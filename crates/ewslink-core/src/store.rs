// Host-side store for the plugin slice.
//
// The host creates one store per registered reducer and hands back a
// shared handle. That handle is the single way components read plugin
// state; nothing reaches into host internals around it.

use std::sync::{Arc, PoisonError, RwLock};

use crate::action::Action;
use crate::state::PluginState;

/// Reducer function registered with the host.
pub type Reducer = fn(PluginState, &Action) -> PluginState;

/// Shared, cheaply clonable handle to a [`Store`].
pub type StoreHandle = Arc<Store>;

/// Holds the plugin slice and applies the registered reducer to it.
pub struct Store {
    reducer: Reducer,
    state: RwLock<PluginState>,
}

impl Store {
    /// Create a store over the default initial state.
    pub fn new(reducer: Reducer) -> StoreHandle {
        Arc::new(Self {
            reducer,
            state: RwLock::new(PluginState::default()),
        })
    }

    /// Run the reducer over the current state.
    pub fn apply(&self, action: &Action) {
        let mut state = self.state.write().unwrap_or_else(PoisonError::into_inner);
        let next = (self.reducer)(std::mem::take(&mut *state), action);
        *state = next;
    }

    /// Clone of the current slice.
    pub fn snapshot(&self) -> PluginState {
        self.state
            .read()
            .unwrap_or_else(PoisonError::into_inner)
            .clone()
    }

    /// Whether the settings dialog should be showing.
    pub fn is_settings_open(&self) -> bool {
        self.state
            .read()
            .unwrap_or_else(PoisonError::into_inner)
            .is_settings_open
    }
}
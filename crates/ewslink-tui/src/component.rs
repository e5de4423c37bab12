//! Component trait implemented by every mounted UI surface.

use color_eyre::eyre::Result;
use crossterm::event::KeyEvent;
use ratatui::{Frame, layout::Rect};
use tokio::sync::mpsc::UnboundedSender;

use ewslink_core::Action;

/// A unit of UI the shell drives.
///
/// Lifecycle: `init` once at mount, then any mix of `handle_key_event`,
/// `update`, and `render` calls from the event loop.
pub trait Component: Send {
    /// Called once when the component is mounted. Receives the sender
    /// used to dispatch actions into the app loop.
    fn init(&mut self, _action_tx: UnboundedSender<Action>) -> Result<()> {
        Ok(())
    }

    /// Translate a key press into an action, or handle it locally.
    fn handle_key_event(&mut self, _key: KeyEvent) -> Result<Option<Action>> {
        Ok(None)
    }

    /// React to a dispatched action. May return a follow-up action.
    fn update(&mut self, _action: &Action) -> Result<Option<Action>> {
        Ok(None)
    }

    /// Draw into the given frame area.
    fn render(&self, frame: &mut Frame, area: Rect);

    /// Stable identifier, used in logs.
    fn id(&self) -> &'static str;
}
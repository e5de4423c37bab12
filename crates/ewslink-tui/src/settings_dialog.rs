//! Exchange settings dialog — enter, test, and save account credentials.
//!
//! Renders only while the store reports the slice open; the store is the
//! sole visibility source. Test and save run as spawned HTTP calls whose
//! completions come back through the action channel tagged with the form
//! revision they started under, so anything the user edited past is
//! discarded on arrival.

use std::sync::Arc;
use std::time::Duration;

use color_eyre::eyre::Result;
use crossterm::event::{KeyCode, KeyEvent, KeyModifiers};
use ratatui::Frame;
use ratatui::layout::{Alignment, Constraint, Layout, Rect};
use ratatui::style::Style;
use ratatui::text::{Line, Span};
use ratatui::widgets::{Block, BorderType, Borders, Paragraph};
use tokio::sync::mpsc::UnboundedSender;
use tracing::{debug, warn};

use ewslink_api::{Error, PluginClient};
use ewslink_core::{Action, ConnectionTestResult, Credentials, StoreHandle};

use crate::component::Component;
use crate::theme;

const TEST_VALIDATION_MESSAGE: &str = "Please fill in both username and password";
const SAVE_VALIDATION_MESSAGE: &str = "Please fill in all required fields";
const CONNECTIVITY_FAILURE_MESSAGE: &str = "Could not reach the server";
const SAVE_SUCCESS_MESSAGE: &str = "Credentials saved successfully!";
const SAVE_FAILURE_MESSAGE: &str = "Failed to save credentials";

/// How long a saved dialog lingers before closing itself.
const AUTO_CLOSE_DELAY: Duration = Duration::from_millis(2000);

// ── Types ────────────────────────────────────────────────────────────

/// Which form field has focus.
#[derive(Debug, Clone, Copy, PartialEq, Eq)]
enum DialogField {
    Username,
    Password,
    Domain,
}

impl DialogField {
    const ALL: [DialogField; 3] = [Self::Username, Self::Password, Self::Domain];

    fn label(self) -> &'static str {
        match self {
            Self::Username => "Username *",
            Self::Password => "Password *",
            Self::Domain => "Domain (optional)",
        }
    }
}
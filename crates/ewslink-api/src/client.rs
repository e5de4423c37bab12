// HTTP client for the Exchange plugin's server endpoints.
//
// Wraps `reqwest::Client` with plugin-scoped URL construction and the
// header conventions the host's plugin proxy expects. Response handling
// mirrors the webapp contract: test-connection bodies are parsed as JSON
// whatever the HTTP status says, and a failed credential save surfaces
// the raw body text of the non-2xx response.

use reqwest::header::{AUTHORIZATION, HeaderMap, HeaderValue};
use secrecy::{ExposeSecret, SecretString};
use tracing::debug;
use url::Url;

use crate::error::Error;
use crate::transport::TransportConfig;
use crate::types::{CalendarEvent, ConnectionTestResult, Credentials, RawTestResponse};

// Marker the host uses to tell plugin XHR traffic from page navigation.
const REQUESTED_WITH: &str = "X-Requested-With";
const XML_HTTP_REQUEST: &str = "XMLHttpRequest";

/// Everything needed to construct a [`PluginClient`].
#[derive(Debug, Clone)]
pub struct ClientConfig {
    /// Chat host root, e.g. `https://chat.example.com`.
    pub host_url: Url,
    /// Plugin identifier under the host's `/plugins/` route.
    pub plugin_id: String,
    /// Session token sent as a bearer `Authorization` header. Hosts
    /// fronted by their own auth proxy run without one.
    pub session_token: Option<SecretString>,
    pub transport: TransportConfig,
}

/// Async client for the plugin's `/api/v1` endpoints.
///
/// All requests go to `{host}/plugins/{plugin_id}/api/v1/...` and carry
/// the `X-Requested-With: XMLHttpRequest` marker as a default header.
pub struct PluginClient {
    http: reqwest::Client,
    base_url: Url,
}

impl PluginClient {
    /// Build a client from a [`ClientConfig`].
    pub fn new(config: &ClientConfig) -> Result<Self, Error> {
        let mut headers = HeaderMap::new();
        headers.insert(REQUESTED_WITH, HeaderValue::from_static(XML_HTTP_REQUEST));
        if let Some(token) = &config.session_token {
            let mut value = HeaderValue::from_str(&format!("Bearer {}", token.expose_secret()))
                .map_err(|_| Error::InvalidSessionToken)?;
            value.set_sensitive(true);
            headers.insert(AUTHORIZATION, value);
        }

        let http = config.transport.build_client(headers)?;
        let base_url = plugin_base(&config.host_url, &config.plugin_id)?;
        Ok(Self { http, base_url })
    }

    /// The plugin base URL requests are built under.
    pub fn base_url(&self) -> &Url {
        &self.base_url
    }

    /// Build a full URL for an `/api/v1` endpoint path.
    fn endpoint(&self, path: &str) -> Result<Url, Error> {
        Ok(self.base_url.join(&format!("api/v1/{path}"))?)
    }

    /// POST `api/v1/test-connection` with the given credentials.
    ///
    /// The body is parsed as JSON regardless of HTTP status -- the server
    /// reports test failures in-band with `{success, message}` (an
    /// `error` field stands in on some builds). A body that is not JSON
    /// at all is a [`Error::Deserialization`].
    pub async fn test_connection(
        &self,
        credentials: &Credentials,
    ) -> Result<ConnectionTestResult, Error> {
        let url = self.endpoint("test-connection")?;
        debug!("POST {url}");

        let resp = self
            .http
            .post(url)
            .json(credentials)
            .send()
            .await
            .map_err(Error::Transport)?;

        let status = resp.status();
        let body = resp.text().await.map_err(Error::Transport)?;

        let raw: RawTestResponse =
            serde_json::from_str(&body).map_err(|e| Error::Deserialization {
                message: e.to_string(),
                body,
            })?;

        let result = raw.into_result();
        debug!(
            status = status.as_u16(),
            success = result.success,
            "test-connection reply"
        );
        Ok(result)
    }

    /// POST `api/v1/credentials`, storing the credentials server-side.
    ///
    /// 2xx means saved (the body is ignored); any other status surfaces
    /// the raw response body as the error message -- the server writes
    /// plain-text reasons.
    pub async fn save_credentials(&self, credentials: &Credentials) -> Result<(), Error> {
        let url = self.endpoint("credentials")?;
        debug!("POST {url}");

        let resp = self
            .http
            .post(url)
            .json(credentials)
            .send()
            .await
            .map_err(Error::Transport)?;

        let status = resp.status();
        if status.is_success() {
            debug!("credentials saved");
            return Ok(());
        }

        let message = resp.text().await.unwrap_or_default();
        Err(Error::Api {
            status: status.as_u16(),
            message,
        })
    }

    /// GET `api/v1/calendar` -- upcoming events for the stored account.
    pub async fn get_calendar(&self) -> Result<Vec<CalendarEvent>, Error> {
        let url = self.endpoint("calendar")?;
        debug!("GET {url}");

        let resp = self.http.get(url).send().await.map_err(Error::Transport)?;

        let status = resp.status();
        let body = resp.text().await.map_err(Error::Transport)?;

        if !status.is_success() {
            return Err(Error::Api {
                status: status.as_u16(),
                message: body,
            });
        }

        serde_json::from_str(&body).map_err(|e| Error::Deserialization {
            message: e.to_string(),
            body,
        })
    }
}

/// Normalize the host root and plugin id into the plugin base URL.
///
/// The trailing slash matters: `Url::join` treats the base as a directory
/// only when it ends in one.
fn plugin_base(host: &Url, plugin_id: &str) -> Result<Url, Error> {
    let trimmed = host.as_str().trim_end_matches('/');
    Ok(Url::parse(&format!("{trimmed}/plugins/{plugin_id}/"))?)
}
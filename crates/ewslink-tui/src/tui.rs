//! Terminal lifecycle: raw mode, alternate screen, panic-safe restore.

use std::io::{Stdout, stdout};

use color_eyre::eyre::Result;
use crossterm::{
    ExecutableCommand, cursor,
    terminal::{self, EnterAlternateScreen, LeaveAlternateScreen},
};
use ratatui::{Terminal, backend::CrosstermBackend};

pub type Backend = CrosstermBackend<Stdout>;

/// Owns the ratatui terminal and the crossterm mode changes around it.
pub struct Tui {
    pub terminal: Terminal<Backend>,
}

impl Tui {
    /// Build the terminal without touching the screen yet.
    pub fn new() -> Result<Self> {
        let backend = CrosstermBackend::new(stdout());
        let terminal = Terminal::new(backend)?;
        Ok(Self { terminal })
    }

    /// Enter raw mode and the alternate screen, hide the cursor.
    pub fn enter(&mut self) -> Result<()> {
        terminal::enable_raw_mode()?;
        stdout().execute(EnterAlternateScreen)?;
        stdout().execute(cursor::Hide)?;
        self.terminal.clear()?;
        Ok(())
    }

    /// Draw one frame through the given closure.
    pub fn draw<F>(&mut self, render: F) -> Result<()>
    where
        F: FnOnce(&mut ratatui::Frame),
    {
        self.terminal.draw(render)?;
        Ok(())
    }

    /// Current (width, height).
    pub fn size(&self) -> Result<(u16, u16)> {
        let size = self.terminal.size()?;
        Ok((size.width, size.height))
    }
}

impl Drop for Tui {
    fn drop(&mut self) {
        restore();
    }
}

/// Best-effort terminal restoration, shared with the panic hook.
fn restore() {
    let _ = stdout().execute(cursor::Show);
    let _ = stdout().execute(LeaveAlternateScreen);
    let _ = terminal::disable_raw_mode();
}

/// Install color-eyre panic and error hooks that restore the terminal
/// before printing.
///
/// Must run before [`Tui::enter`] so failures during setup still leave
/// a usable shell.
pub fn install_hooks() -> Result<()> {
    let (panic_hook, eyre_hook) = color_eyre::config::HookBuilder::default()
        .display_env_section(false)
        .into_hooks();

    eyre_hook.install()?;

    let panic_hook = panic_hook.into_panic_hook();
    std::panic::set_hook(Box::new(move |info| {
        restore();
        panic_hook(info);
    }));

    Ok(())
}
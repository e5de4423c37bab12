//! Terminal event reader running in a background tokio task.
//!
//! Key presses and resizes come from crossterm's [`EventStream`]; tick
//! and render pulses come from two `tokio::time` intervals. Everything
//! funnels into one mpsc channel the app loop reads.

use std::time::Duration;

use crossterm::event::{Event as CrosstermEvent, EventStream, KeyEvent, KeyEventKind};
use futures::StreamExt;
use tokio::sync::mpsc;
use tokio_util::sync::CancellationToken;

/// Raw input to the app loop, before translation into actions.
#[derive(Debug)]
pub enum Event {
    /// A key was pressed.
    Key(KeyEvent),
    /// Terminal resized to (cols, rows).
    Resize(u16, u16),
    /// Animation pulse.
    Tick,
    /// Redraw pulse.
    Render,
}

/// Spawns the reader task and hands events out one at a time.
pub struct EventReader {
    rx: mpsc::UnboundedReceiver<Event>,
    cancel: CancellationToken,
}

impl EventReader {
    /// Spawn the background reader.
    ///
    /// - `tick_rate`: interval for [`Event::Tick`]
    /// - `render_rate`: interval for [`Event::Render`]
    pub fn new(tick_rate: Duration, render_rate: Duration) -> Self {
        let (tx, rx) = mpsc::unbounded_channel();
        let cancel = CancellationToken::new();

        let task_cancel = cancel.clone();
        tokio::spawn(async move {
            let mut stream = EventStream::new();
            let mut ticks = tokio::time::interval(tick_rate);
            let mut renders = tokio::time::interval(render_rate);

            // Skip missed ticks instead of bursting to catch up
            ticks.set_missed_tick_behavior(tokio::time::MissedTickBehavior::Skip);
            renders.set_missed_tick_behavior(tokio::time::MissedTickBehavior::Skip);

            loop {
                let event = tokio::select! {
                    _ = task_cancel.cancelled() => break,

                    _ = ticks.tick() => Event::Tick,

                    _ = renders.tick() => Event::Render,

                    Some(Ok(term_event)) = stream.next() => {
                        match term_event {
                            CrosstermEvent::Key(key) if key.kind == KeyEventKind::Press => {
                                Event::Key(key)
                            }
                            CrosstermEvent::Resize(w, h) => Event::Resize(w, h),
                            // Releases, repeats, focus, mouse and paste are unused
                            _ => continue,
                        }
                    }
                };

                if tx.send(event).is_err() {
                    break;
                }
            }
        });

        Self { rx, cancel }
    }

    /// Next event, or `None` once the reader has stopped.
    pub async fn next(&mut self) -> Option<Event> {
        self.rx.recv().await
    }

    /// Ask the background task to stop.
    pub fn stop(&self) {
        self.cancel.cancel();
    }
}

impl Drop for EventReader {
    fn drop(&mut self) {
        self.cancel.cancel();
    }
}
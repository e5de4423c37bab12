//! Plugin bootstrap — wires the Exchange surfaces into a host registry.

use std::sync::Arc;

use tracing::{debug, info, warn};

use ewslink_api::PluginClient;
use ewslink_core::{Action, StoreHandle, reduce};

use crate::registry::{HostRegistry, RegistryError};
use crate::settings_dialog::SettingsDialog;

const MENU_LABEL: &str = "Exchange Settings";
const HEADER_ICON: &str = "\u{1F4E7}"; // 📧
const HEADER_TOOLTIP: &str = "Exchange Integration Settings";
const APP_BAR_LABEL: &str = "Exchange Integration";

/// The Exchange credentials plugin.
///
/// Owns the HTTP client; everything else lives in the host once
/// [`Self::register`] has run.
pub struct ExchangePlugin {
    client: Arc<PluginClient>,
}

impl ExchangePlugin {
    pub fn new(client: PluginClient) -> Self {
        Self {
            client: Arc::new(client),
        }
    }

    /// Register the reducer, the settings dialog, and every UI trigger.
    ///
    /// The reducer and root component are load-bearing, so their errors
    /// propagate. Menu, header and app-bar entries are cosmetic: a host
    /// that refuses one gets a warning and registration keeps going.
    /// Every trigger dispatches [`Action::OpenSettings`].
    pub fn register(self, host: &mut impl HostRegistry) -> Result<StoreHandle, RegistryError> {
        let store = host.register_reducer(reduce)?;
        debug!("reducer registered");

        let dialog = SettingsDialog::new(Arc::clone(&self.client), StoreHandle::clone(&store));
        host.register_root_component(Box::new(dialog))?;
        debug!("settings dialog mounted");

        if let Err(e) = host.register_main_menu_entry(MENU_LABEL, Action::OpenSettings) {
            warn!("main menu entry refused: {e}");
        }
        if let Err(e) =
            host.register_channel_header_button(HEADER_ICON, HEADER_TOOLTIP, Action::OpenSettings)
        {
            warn!("channel header button refused: {e}");
        }
        if let Err(e) = host.register_app_bar_entry(HEADER_ICON, APP_BAR_LABEL, Action::OpenSettings)
        {
            warn!("app bar entry refused: {e}");
        }

        info!("Exchange plugin registered");
        Ok(store)
    }
}
//! Configuration for the ewslink shell.
//!
//! TOML file + `EWSLINK_`-prefixed environment overlays, session-token
//! resolution, and translation to `ewslink_api::ClientConfig`. The
//! binary layers its CLI flags on top of what this crate loads.

use std::path::{Path, PathBuf};
use std::time::Duration;

use directories::ProjectDirs;
use figment::{
    Figment,
    providers::{Env, Format, Serialized, Toml},
};
use secrecy::SecretString;
use serde::{Deserialize, Serialize};
use thiserror::Error;

use ewslink_api::{ClientConfig, TlsMode, TransportConfig};

/// Environment variable consulted when no explicit token source is set.
pub const SESSION_TOKEN_VAR: &str = "EWSLINK_SESSION_TOKEN";

// ── Error ───────────────────────────────────────────────────────────

#[derive(Debug, Error)]
pub enum ConfigError {
    #[error("invalid {field}: {reason}")]
    Validation { field: String, reason: String },

    #[error("config loading failed: {0}")]
    Figment(Box<figment::Error>),
}

impl From<figment::Error> for ConfigError {
    fn from(err: figment::Error) -> Self {
        Self::Figment(Box::new(err))
    }
}

// ── TOML config structs ─────────────────────────────────────────────

/// Top-level TOML configuration.
#[derive(Debug, Default, Deserialize, Serialize)]
pub struct Config {
    /// Connection to the chat host.
    #[serde(default)]
    pub host: HostConfig,

    /// Debug switches; see [`DebugOptions`].
    #[serde(default)]
    pub debug: DebugOptions,
}

/// Where the plugin's server half lives and how to reach it.
#[derive(Debug, Deserialize, Serialize)]
pub struct HostConfig {
    /// Chat host base URL.
    #[serde(default = "default_host_url")]
    pub url: String,

    /// Plugin identifier under the host's `/plugins/` route.
    #[serde(default = "default_plugin_id")]
    pub plugin_id: String,

    /// Session token (plaintext -- prefer the env var).
    pub session_token: Option<String>,

    /// Environment variable name containing the session token.
    pub session_token_env: Option<String>,

    /// Path to custom CA certificate.
    pub ca_cert: Option<PathBuf>,

    /// Skip TLS verification (lab hosts behind self-signed certs).
    #[serde(default)]
    pub insecure: bool,

    /// Request timeout in seconds.
    #[serde(default = "default_timeout")]
    pub timeout: u64,
}

impl Default for HostConfig {
    fn default() -> Self {
        Self {
            url: default_host_url(),
            plugin_id: default_plugin_id(),
            session_token: None,
            session_token_env: None,
            ca_cert: None,
            insecure: false,
            timeout: default_timeout(),
        }
    }
}

fn default_host_url() -> String {
    "http://localhost:8065".into()
}
fn default_plugin_id() -> String {
    "com.ewslink.exchange".into()
}
fn default_timeout() -> u64 {
    30
}

/// Debug switches, injected into the shell at startup rather than read
/// from process-wide globals. All off by default; the CLI can flip them
/// per run.
#[derive(Debug, Clone, Copy, Default, Deserialize, Serialize)]
pub struct DebugOptions {
    /// Open the settings dialog immediately after startup.
    #[serde(default)]
    pub open_settings_on_start: bool,

    /// Mirror every dispatched action to the log.
    #[serde(default)]
    pub log_actions: bool,
}

// ── Config file path ────────────────────────────────────────────────

/// Resolve the config file path via XDG / platform conventions.
pub fn config_path() -> PathBuf {
    ProjectDirs::from("com", "ewslink", "ewslink").map_or_else(
        || {
            let mut p = dirs_fallback();
            p.push("config.toml");
            p
        },
        |dirs| dirs.config_dir().join("config.toml"),
    )
}

fn dirs_fallback() -> PathBuf {
    let mut p = PathBuf::from(std::env::var("HOME").unwrap_or_else(|_| ".".into()));
    p.push(".config");
    p.push("ewslink");
    p
}

// ── Config loading ──────────────────────────────────────────────────

/// Load the full [`Config`] from the canonical path + environment.
pub fn load_config() -> Result<Config, ConfigError> {
    load_config_from(&config_path())
}

/// Load a [`Config`] layered over the given TOML file.
///
/// Defaults → file → `EWSLINK_*` environment, last writer wins.
pub fn load_config_from(path: &Path) -> Result<Config, ConfigError> {
    let figment = Figment::new()
        .merge(Serialized::defaults(Config::default()))
        .merge(Toml::file(path))
        .merge(Env::prefixed("EWSLINK_").split("_"));

    let config: Config = figment.extract()?;
    Ok(config)
}

/// Load config, returning defaults if the file is absent or broken.
pub fn load_config_or_default() -> Config {
    load_config().unwrap_or_default()
}

// ── Session token resolution ────────────────────────────────────────

/// Resolve the session token: the profile's named env var first, then
/// [`SESSION_TOKEN_VAR`], then plaintext config. `None` when the host
/// needs no token (auth proxy in front).
pub fn resolve_session_token(host: &HostConfig) -> Option<SecretString> {
    if let Some(ref env_name) = host.session_token_env {
        if let Ok(val) = std::env::var(env_name) {
            return Some(SecretString::from(val));
        }
    }

    if let Ok(val) = std::env::var(SESSION_TOKEN_VAR) {
        return Some(SecretString::from(val));
    }

    host.session_token.clone().map(SecretString::from)
}

// ── Client settings ─────────────────────────────────────────────────

/// Build the api crate's [`ClientConfig`] from a loaded [`Config`].
pub fn client_config(config: &Config) -> Result<ClientConfig, ConfigError> {
    let host_url: url::Url = config
        .host
        .url
        .parse()
        .map_err(|_| ConfigError::Validation {
            field: "host.url".into(),
            reason: format!("invalid URL: {}", config.host.url),
        })?;

    if config.host.plugin_id.trim().is_empty() {
        return Err(ConfigError::Validation {
            field: "host.plugin_id".into(),
            reason: "must not be empty".into(),
        });
    }

    let tls = if config.host.insecure {
        TlsMode::DangerAcceptInvalid
    } else if let Some(ref ca_path) = config.host.ca_cert {
        TlsMode::CustomCa(ca_path.clone())
    } else {
        TlsMode::System
    };

    Ok(ClientConfig {
        host_url,
        plugin_id: config.host.plugin_id.clone(),
        session_token: resolve_session_token(&config.host),
        transport: TransportConfig {
            tls,
            timeout: Duration::from_secs(config.host.timeout),
        },
    })
}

**What you should do**
Each line with the string "their" counts once; report how many such lines the material has, as a bare number.

**Answer for this exercise**
2